El limpia parabrisas es muy fino y permanece pegado al cristal, incluso cuando nos cae un chaparrón monzónico. Llegué a pensar que era de adorno. El motor es visible por el gran cajón que lo guarda, cubierto con una manta plastificada de cuadros escoceses que le parapeta al chofer. La palanca de cambios no tiene empuñadura y su final lo han cubierto con un trapo más que sudado. Cada vez que cambia de marchas cruje todo.

El suelo es de metal rizado, fácil de limpiar. Los asientos están forrados de escay barato que tienen embellecidas sus costuras con un cordoncillo blanco muy cuarteado. La estructura metálica de las patas luce su óxido añejo. Los respaldos se cierran por detrás con planchas de cartón laminado en un crema brillante muy sucio y que en algunos casos se sostienen de milagro porque han perdido los tirafondos.

El viaje es por buena carretera y a derecha e izquierda se suceden los campos de arroz.

Una muchacha se sienta  cerca.
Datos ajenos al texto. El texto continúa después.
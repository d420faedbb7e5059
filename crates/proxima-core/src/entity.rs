//! Downstream entities fed by the presence aggregator.
//!
//! The aggregator never formats topics or payloads itself; it registers
//! entities once and pushes state changes to an [`EntitySink`]. Each tracked
//! device owns three kinds of entity:
//!
//! - a distance sensor (fused distance, in/out of range)
//! - a device tracker (home/away)
//! - a battery sensor, once the device reports a battery level
//!
//! The distance sensor is the measurement handler; [`TrackedSensor`] decorates
//! it and keeps the tracker and battery entities in step with every
//! measurement it forwards.

use std::collections::HashMap;
use std::sync::{Arc, PoisonError, RwLock};

use async_trait::async_trait;
use chrono::{DateTime, Utc};
use serde::{Deserialize, Serialize};
use tokio::time::Instant;
use tracing::info;
use utoipa::ToSchema;

use crate::fusion::{PresenceState, PresenceStatus};
use crate::tag::DistanceEvent;

/// Kind of downstream entity.
#[derive(Debug, Clone, Copy, PartialEq, Eq, Serialize, Deserialize, ToSchema)]
#[serde(rename_all = "snake_case")]
pub enum EntityKind {
    /// Fused distance of a device.
    DistanceSensor,
    /// Presence of a device.
    DeviceTracker,
    /// Battery level of a device.
    BatterySensor,
}

/// Static description of an entity, sent once on registration.
#[derive(Debug, Clone, PartialEq, Eq, Serialize, Deserialize, ToSchema)]
pub struct EntityDescriptor {
    /// Unique entity id.
    #[schema(example = "ble-aabbccddeeff-tracker")]
    pub id: String,

    /// Display name.
    #[schema(example = "Keys Tracker")]
    pub name: String,

    /// What the entity represents.
    pub kind: EntityKind,

    /// Logical device the entity belongs to.
    #[schema(example = "aabbccddeeff")]
    pub device_id: String,
}

/// State pushed to an entity.
#[derive(Debug, Clone, PartialEq, Serialize, Deserialize, ToSchema)]
#[serde(tag = "type", rename_all = "snake_case")]
pub enum EntityState {
    /// Distance sensor state.
    Distance {
        /// Fused distance in meters; absent when out of range.
        distance: Option<f64>,
        /// No node currently sees the device in range.
        out_of_range: bool,
    },
    /// Device tracker state.
    Tracker {
        /// Whether the device is present.
        present: bool,
    },
    /// Battery sensor state.
    Battery {
        /// Battery level as reported by the device.
        level: u8,
    },
}

/// Consumer of entity registrations and state changes.
#[async_trait]
pub trait EntitySink: Send + Sync {
    /// Announce a new entity. Called once per entity.
    async fn register(&self, entity: EntityDescriptor);

    /// Push a new state for a registered entity.
    async fn update(&self, entity_id: &str, state: EntityState);
}

/// Something that turns distance measurements into canonical presence.
#[async_trait]
pub trait MeasurementHandler: Send {
    /// Apply a measurement received at `now` and return the canonical state.
    async fn handle_new_measurement(&mut self, event: &DistanceEvent, now: Instant)
        -> PresenceState;

    /// Drop measurements that are too old at `now` and return the canonical state.
    async fn check_timeout(&mut self, now: Instant) -> PresenceState;

    /// Current canonical state.
    fn state(&self) -> &PresenceState;
}

/// Entity id of a device's distance sensor.
#[must_use]
pub fn distance_entity_id(device_id: &str) -> String {
    format!("ble-{device_id}")
}

/// Entity id of a device's tracker.
#[must_use]
pub fn tracker_entity_id(device_id: &str) -> String {
    format!("ble-{device_id}-tracker")
}

/// Entity id of a device's battery sensor.
#[must_use]
pub fn battery_entity_id(device_id: &str) -> String {
    format!("ble-{device_id}-battery")
}

/// Decorates a [`MeasurementHandler`] with tracker and battery entities.
pub struct TrackedSensor<S> {
    inner: S,
    sink: Arc<dyn EntitySink>,
    tracker: Option<String>,
    battery: Option<String>,
    last_present: Option<bool>,
    last_battery: Option<u8>,
}

impl<S: MeasurementHandler> TrackedSensor<S> {
    /// Wrap `inner`, registering its tracker and, when `with_battery` is set,
    /// its battery sensor.
    pub async fn create(inner: S, sink: Arc<dyn EntitySink>, with_battery: bool) -> Self {
        let mut sensor = Self {
            inner,
            sink,
            tracker: None,
            battery: None,
            last_present: None,
            last_battery: None,
        };
        let state = sensor.inner.state();
        let (device_id, name) = (state.device_id.clone(), state.name.clone());

        let tracker = EntityDescriptor {
            id: tracker_entity_id(&device_id),
            name: format!("{name} Tracker"),
            kind: EntityKind::DeviceTracker,
            device_id: device_id.clone(),
        };
        sensor.tracker = Some(tracker.id.clone());
        sensor.sink.register(tracker).await;

        if with_battery {
            sensor.register_battery(&device_id, &name).await;
        }
        sensor
    }

    async fn register_battery(&mut self, device_id: &str, name: &str) {
        let battery = EntityDescriptor {
            id: battery_entity_id(device_id),
            name: format!("{name} Battery"),
            kind: EntityKind::BatterySensor,
            device_id: device_id.to_string(),
        };
        self.battery = Some(battery.id.clone());
        self.sink.register(battery).await;
    }

    async fn sync_collaborators(&mut self, state: &PresenceState) {
        let present = state.status == PresenceStatus::Present;
        if let Some(tracker) = &self.tracker {
            if self.last_present != Some(present) {
                self.last_present = Some(present);
                self.sink
                    .update(tracker, EntityState::Tracker { present })
                    .await;
            }
        }

        if let (Some(battery), Some(level)) = (&self.battery, state.battery_level) {
            if self.last_battery != Some(level) {
                self.last_battery = Some(level);
                self.sink
                    .update(battery, EntityState::Battery { level })
                    .await;
            }
        }
    }
}

#[async_trait]
impl<S: MeasurementHandler> MeasurementHandler for TrackedSensor<S> {
    async fn handle_new_measurement(
        &mut self,
        event: &DistanceEvent,
        now: Instant,
    ) -> PresenceState {
        let state = self.inner.handle_new_measurement(event, now).await;
        if self.battery.is_none() && event.battery_level.is_some() {
            self.register_battery(&state.device_id, &state.name).await;
        }
        self.sync_collaborators(&state).await;
        state
    }

    async fn check_timeout(&mut self, now: Instant) -> PresenceState {
        let state = self.inner.check_timeout(now).await;
        self.sync_collaborators(&state).await;
        state
    }

    fn state(&self) -> &PresenceState {
        self.inner.state()
    }
}

/// A registered entity with its latest state.
#[derive(Debug, Clone, PartialEq, Serialize, Deserialize, ToSchema)]
pub struct EntityRecord {
    /// Registration data.
    pub entity: EntityDescriptor,

    /// Latest state, absent until the first update.
    pub state: Option<EntityState>,

    /// When the state last changed.
    pub updated_at: Option<DateTime<Utc>>,
}

/// In-memory entity sink, backing the node's status API.
#[derive(Debug, Default)]
pub struct EntityRegistry {
    entities: RwLock<HashMap<String, EntityRecord>>,
}

impl EntityRegistry {
    /// Create an empty registry.
    #[must_use]
    pub fn new() -> Self {
        Self::default()
    }

    /// Look up one entity.
    #[must_use]
    pub fn get(&self, entity_id: &str) -> Option<EntityRecord> {
        self.entities
            .read()
            .unwrap_or_else(PoisonError::into_inner)
            .get(entity_id)
            .cloned()
    }

    /// All entities, ordered by id.
    #[must_use]
    pub fn list(&self) -> Vec<EntityRecord> {
        let mut records: Vec<EntityRecord> = self
            .entities
            .read()
            .unwrap_or_else(PoisonError::into_inner)
            .values()
            .cloned()
            .collect();
        records.sort_by(|a, b| a.entity.id.cmp(&b.entity.id));
        records
    }
}

#[async_trait]
impl EntitySink for EntityRegistry {
    async fn register(&self, entity: EntityDescriptor) {
        let mut entities = self.entities.write().unwrap_or_else(PoisonError::into_inner);
        if entities.contains_key(&entity.id) {
            return;
        }
        info!(entity_id = %entity.id, kind = ?entity.kind, "Registered entity");
        entities.insert(
            entity.id.clone(),
            EntityRecord {
                entity,
                state: None,
                updated_at: None,
            },
        );
    }

    async fn update(&self, entity_id: &str, state: EntityState) {
        let mut entities = self.entities.write().unwrap_or_else(PoisonError::into_inner);
        if let Some(record) = entities.get_mut(entity_id) {
            record.state = Some(state);
            record.updated_at = Some(Utc::now());
        }
    }
}

#[cfg(test)]
mod tests {
    use super::*;
    use crate::fusion::DistanceSensor;
    use std::time::Duration;

    fn event(battery_level: Option<u8>, out_of_range: bool) -> DistanceEvent {
        DistanceEvent {
            instance_name: "hall".into(),
            tag_id: "aabbcc".into(),
            tag_name: "Keys".into(),
            peripheral_id: "aabbcc".into(),
            is_app: false,
            rssi: -65.0,
            measured_power: -59,
            distance: 1.8,
            out_of_range,
            battery_level,
            observed_at: Utc::now(),
        }
    }

    async fn tracked(registry: &Arc<EntityRegistry>, with_battery: bool) -> TrackedSensor<DistanceSensor> {
        let sink: Arc<dyn EntitySink> = registry.clone();
        let inner = DistanceSensor::create("aabbcc", "Keys", Duration::from_secs(60), Arc::clone(&sink)).await;
        TrackedSensor::create(inner, sink, with_battery).await
    }

    #[tokio::test]
    async fn test_registry_ignores_duplicate_registration() {
        let registry = EntityRegistry::new();
        let descriptor = EntityDescriptor {
            id: "ble-aabbcc".into(),
            name: "Keys".into(),
            kind: EntityKind::DistanceSensor,
            device_id: "aabbcc".into(),
        };
        registry.register(descriptor.clone()).await;
        registry
            .update("ble-aabbcc", EntityState::Tracker { present: true })
            .await;
        registry.register(descriptor).await;

        assert_eq!(registry.list().len(), 1);
        assert!(registry.get("ble-aabbcc").unwrap().state.is_some());
    }

    #[tokio::test]
    async fn test_update_of_unknown_entity_is_ignored() {
        let registry = EntityRegistry::new();
        registry
            .update("ble-missing", EntityState::Battery { level: 10 })
            .await;
        assert!(registry.list().is_empty());
    }

    #[tokio::test]
    async fn test_decorator_registers_tracker_and_forwards() {
        let registry = Arc::new(EntityRegistry::new());
        let mut sensor = tracked(&registry, false).await;
        assert!(registry.get(&tracker_entity_id("aabbcc")).is_some());
        assert!(registry.get(&battery_entity_id("aabbcc")).is_none());

        let state = sensor
            .handle_new_measurement(&event(None, false), Instant::now())
            .await;
        assert_eq!(state.status, PresenceStatus::Present);

        let tracker = registry.get(&tracker_entity_id("aabbcc")).unwrap();
        assert_eq!(tracker.state, Some(EntityState::Tracker { present: true }));
        let distance = registry.get(&distance_entity_id("aabbcc")).unwrap();
        assert_eq!(
            distance.state,
            Some(EntityState::Distance {
                distance: Some(1.8),
                out_of_range: false
            })
        );
    }

    #[tokio::test]
    async fn test_decorator_registers_battery_on_first_report() {
        let registry = Arc::new(EntityRegistry::new());
        let mut sensor = tracked(&registry, false).await;

        sensor
            .handle_new_measurement(&event(Some(77), false), Instant::now())
            .await;

        let battery = registry.get(&battery_entity_id("aabbcc")).unwrap();
        assert_eq!(battery.entity.kind, EntityKind::BatterySensor);
        assert_eq!(battery.state, Some(EntityState::Battery { level: 77 }));
    }

    #[tokio::test]
    async fn test_decorator_marks_tracker_away() {
        let registry = Arc::new(EntityRegistry::new());
        let mut sensor = tracked(&registry, true).await;

        sensor
            .handle_new_measurement(&event(None, true), Instant::now())
            .await;

        let tracker = registry.get(&tracker_entity_id("aabbcc")).unwrap();
        assert_eq!(tracker.state, Some(EntityState::Tracker { present: false }));
        assert!(registry.get(&battery_entity_id("aabbcc")).is_some());
    }
}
Se despide de sus familiares con entusiasmo. Su único equipaje es una bolsa de plástico con ropa y una caja de cartón recortada en la que lleva un gatito. Durante el viaje lo acaricia con ternura. El brillo de sus ojos negros transmiten entusiasmo.

Llegamos con el horario previsto, nos despedimos de Tailandia y cruzamos el Mekong, que baja rápido y terroso, en un bote chatarra que nos dejó en Huay Xai, Laos. Una bandera roja con la hoz y el martillo y otra laosiana nos señalan el puesto aduanero al final de una empinada cuesta.